Hastalarımıza soruyoruz…
30 saattir çalışan asistan hekimin 80. Hastası ya da ameliyat ettiği kişi olmak ister misiniz?
Asistan hekimler nöbet ertesi dinlenmeden mesaiye devam ettiğimiz gibi bir de gün aşırı nöbetler tutuyor, neredeyse ayın yarısında evimize gidemiyoruz diyorlar..“Maksimum ne kadar çalışacağımız hiç konuşulmazken maksimum ne kadar ücret ödeneceği ise her yerde karşımıza çıkıyor. Bu çok net ki, ucuz iş gücü olarak görülüyoruz. Performans sistemi nedeniyle ücret kesintisi yapılacağı zaman akla ilk gelenler hastanenin iş yükünü sırtlayan asistan hekimler oluyor.” Diyorlar..
İnsanca nöbet sayısı ve nöbet ertesi izin hakkını dillendirdiğimizde hocalarımız ve kıdemli asistan hekimler tarafından “Biz çalıştık, siz de çalışacaksınız.” Yanıtını almak istemiyoruz diyorlar…
Biz hekimler 19 aydır zaten pandeminin tüm yükünü sırtlanmış canımız pahasına götürüyoruz. Zaten 19 aydır ölüyoruz, 19 aydır hastalanıyoruz, gün be gün tükeniyoruz.
Bizler artık, basamaklandırılmayan sağlık sisteminin, adaletsiz görev dağılımının yükünü SIRTLAN(A)MAYACAĞIZ!, çünkü ölüyoruz..
Pandemide daha da yıprandık, tükendik.. Hala da canımız pahasına çalışmayı sürdürüyoruz. Bizler mesleğimizin gereklerini elbette yapacaktık ve yaptık. Buna rağmen salgın değil, algı yönetildi. Bu algı yönetiminde de biz sağlık çalışanlarına yalnızca kahramanlık güzellemeleri, balkonlardan alkışlar, hakkınızı ödeyemeyiz tesellileri düştü. Uzunca bir süre “of” bile diyemedik, çünkü “kahramanlar yorulmaz” gibi büyük bir duygusal yüke maruz bırakıldık.

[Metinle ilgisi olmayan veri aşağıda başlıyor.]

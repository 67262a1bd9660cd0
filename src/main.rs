use std::sync::Arc;

use clap::Parser;
use clap::Subcommand;
use deskrag::chat::{ChatConnection, PgLiveFeed, RoomId};
use deskrag::config::AppConfig;
use deskrag::database::Database;
use deskrag::embeddings::{BackfillQueue, EmbeddingService};
use deskrag::models::Session;
use deskrag::rag::QueryEnhancer;
use deskrag::Result;
use tracing::info;

#[derive(Parser)]
#[command(name = "deskrag")]
#[command(about = "DeskRAG CLI tool for query enhancement, embedding backfill, and chat")]
#[command(version)]
struct Cli {
    /// Enable verbose debug logging
    #[arg(short, long)]
    verbose: bool,

    #[command(subcommand)]
    command: Commands,
}

#[derive(Subcommand)]
enum Commands {
    /// Enhance a query with matched document context
    Enhance {
        /// The user query to enhance
        query: String,
        /// Print the full enhanced prompt instead of a summary
        #[arg(long)]
        full: bool,
    },
    /// Enqueue active documents missing embeddings and drain the queue
    Backfill {
        /// Maximum number of documents to scan
        #[arg(short, long)]
        limit: Option<usize>,
    },
    /// Send a chat message to a room
    Send {
        /// Room id (`dm-<a>-<b>` for a direct pair, anything else is a channel)
        room: String,
        /// Message content
        message: String,
        /// Sender user id
        #[arg(long)]
        as_user: String,
        /// Sender display name
        #[arg(long)]
        as_name: String,
    },
    /// Apply pending database migrations
    Migrate,
    /// Show current configuration
    Config,
}

#[tokio::main]
async fn main() -> Result<()> {
    let cli = Cli::parse();

    let config = AppConfig::load()?;
    if cli.verbose {
        deskrag::logging::init_logging_with_level("debug")?;
    } else {
        deskrag::logging::init_logging_with_config(Some(&config))?;
    }

    match cli.command {
        Commands::Enhance { query, full } => {
            let database = Arc::new(Database::from_config(&config).await?);
            let embedder = Arc::new(EmbeddingService::new(&config)?);
            let enhancer = QueryEnhancer::from_config(&config, embedder, database);

            let enhanced = enhancer.enhance(&query).await;

            println!("Documents found: {}", enhanced.documents_found);
            println!("Has context:     {}", enhanced.has_context);
            if let Some(error) = &enhanced.error {
                println!("Degraded:        {error}");
            }
            if full {
                println!("\n{}", enhanced.enhanced_prompt);
            }
        }
        Commands::Backfill { limit } => {
            let database = Arc::new(Database::from_config(&config).await?);
            let embedder = Arc::new(EmbeddingService::new(&config)?);
            let queue = BackfillQueue::from_config(&config, embedder, database);

            let limit = limit.unwrap_or_else(|| config.backfill_scan_limit());
            let enqueued = queue.scan_for_missing(limit).await?;
            info!("Enqueued {} documents for backfill", enqueued);

            queue.wait_idle().await;
            let stats = queue.stats();
            println!(
                "Backfill complete: {} processed, {} skipped, {} failed",
                stats.processed, stats.skipped, stats.failed
            );
        }
        Commands::Send {
            room,
            message,
            as_user,
            as_name,
        } => {
            let database = Database::from_config(&config).await?;
            let feed = PgLiveFeed::from_config(&config, database.clone());
            let session = Session::authenticated(as_user, as_name);
            let room = RoomId::parse(&room);

            let mut connection = ChatConnection::open(
                room,
                &session,
                Arc::new(database),
                &feed,
                config.chat_history_limit(),
            )
            .await;

            let sent = connection.send(&message).await?;
            println!("Sent message {} to {}", sent.id, connection.room());
            connection.close().await;
        }
        Commands::Migrate => {
            let database = Database::from_config(&config).await?;
            database.migrate().await?;
            println!("Migrations applied");
        }
        Commands::Config => {
            println!("{}", toml::to_string_pretty(&config).map_err(|e| {
                deskrag::DeskRagError::ConfigError(e.to_string())
            })?);
        }
    }

    Ok(())
}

Bugüne kadar Pandemi´de 489 sağlık çalışanını kaybettik.
Hekimlerimiz tükeniyor.
Bugün soruyorlar hekimler neden istifa ediyor, neden emekli olmak istiyorlar, neden göç ediyorlar diye… Hekimler ölürken dahi mesleki onurları verilmediği için istifa ediyor.

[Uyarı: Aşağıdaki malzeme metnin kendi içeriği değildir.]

//! Connection and logging configuration types.
//!
//! # Responsibility
//! - Describe how to reach each supported backend.
//! - Deserialize from whatever format the embedding application loads.
//!
//! # Invariants
//! - Missing server fields fall back to `localhost` / `nobody` / empty password.
//! - A missing port resolves to the backend default at connect time.
//! - `Debug` output never contains the password.

use serde::{Deserialize, Serialize};
use std::fmt::{Debug, Formatter};
use std::path::PathBuf;

pub const MYSQL_DEFAULT_PORT: u16 = 3306;
pub const MSSQL_DEFAULT_PORT: u16 = 1433;

/// Backend selection plus its connection settings.
#[derive(Debug, Clone, PartialEq, Eq, Serialize, Deserialize)]
#[serde(tag = "driver", rename_all = "snake_case")]
pub enum DatabaseConfig {
    Mysql(ServerConfig),
    Mssql(ServerConfig),
    Sqlite(SqliteConfig),
}

/// Settings for a networked backend.
#[derive(Clone, PartialEq, Eq, Serialize, Deserialize)]
#[serde(default)]
pub struct ServerConfig {
    pub host: String,
    pub port: Option<u16>,
    pub user: String,
    pub password: String,
    /// Database selected right after connecting.
    pub db_name: Option<String>,
    pub socket: Option<String>,
    pub client_flags: u32,
}

impl Default for ServerConfig {
    fn default() -> Self {
        Self {
            host: "localhost".to_string(),
            port: None,
            user: "nobody".to_string(),
            password: String::new(),
            db_name: None,
            socket: None,
            client_flags: 0,
        }
    }
}

impl ServerConfig {
    pub fn port_or(&self, default_port: u16) -> u16 {
        self.port.unwrap_or(default_port)
    }
}

impl Debug for ServerConfig {
    fn fmt(&self, f: &mut Formatter<'_>) -> std::fmt::Result {
        f.debug_struct("ServerConfig")
            .field("host", &self.host)
            .field("port", &self.port)
            .field("user", &self.user)
            .field("password", &"<redacted>")
            .field("db_name", &self.db_name)
            .field("socket", &self.socket)
            .field("client_flags", &self.client_flags)
            .finish()
    }
}

/// Settings for the embedded SQLite backend.
#[derive(Debug, Clone, Default, PartialEq, Eq, Serialize, Deserialize)]
#[serde(default)]
pub struct SqliteConfig {
    /// Database file. `None` opens a private in-memory database.
    pub path: Option<PathBuf>,
    pub db_name: Option<String>,
}

impl SqliteConfig {
    pub fn in_memory() -> Self {
        Self::default()
    }

    pub fn file(path: impl Into<PathBuf>) -> Self {
        Self {
            path: Some(path.into()),
            db_name: None,
        }
    }
}

/// Logger bootstrap settings consumed by `logging::init_logging`.
#[derive(Debug, Clone, PartialEq, Eq, Serialize, Deserialize)]
pub struct LoggingConfig {
    pub level: String,
    pub log_dir: PathBuf,
}

#[cfg(test)]
mod tests {
    use super::{ServerConfig, MYSQL_DEFAULT_PORT};

    #[test]
    fn debug_output_redacts_password() {
        let config = ServerConfig {
            password: "hunter2".to_string(),
            ..ServerConfig::default()
        };
        let rendered = format!("{config:?}");
        assert!(!rendered.contains("hunter2"));
        assert!(rendered.contains("<redacted>"));
    }

    #[test]
    fn missing_port_uses_backend_default() {
        let config = ServerConfig::default();
        assert_eq!(config.port_or(MYSQL_DEFAULT_PORT), 3306);
        assert_eq!(config.host, "localhost");
        assert_eq!(config.user, "nobody");
    }
}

Biz hekimlik yapmak istiyoruz.
Daha çok kayıp yaşamamak için, Bu gidişata dur demek için haklarımızı bir an önce istiyoruz.
COVID-19 için meslek hastalığı yasası çıkarılmasını talep ediyoruz.
Her yıla 120 gün yıpranma payı istiyoruz. Asistan hekimler artık yeter diyor.
Asistan hekimler, uzmanlık eğitimi almak için geldikleri kliniklerde asıl görevlerinin öğrenmek olduğunu hatırlatıyor, nitelikli eğitim İSTİYORLAR.
İnsanca çalışma koşullarının sağlanmasını adaletsiz görev dağılımına son verilmesini TALEP EDİYORLAR!
Yataklı kurumlar yönetmeliğinde değişikliğe gidilerek nöbet ertesi izin hakkının ücret kesintisi olmaksızın ön koşulsuz tanımlanmasını İSTİYORLAR
Bizler de hekimlik yaparken dayatılan ölümüne çalışma şartları nedeniyle bir arkadaşımızı daha kaybetmeye tahammülümüz yok diyoruz.
HATIRLATIYORUZ:
Asistan Hekimler uzmanlık öğrencisidir, Yorgun hekim, uykusuz hekim, tükenmiş hekim ölüm demektir.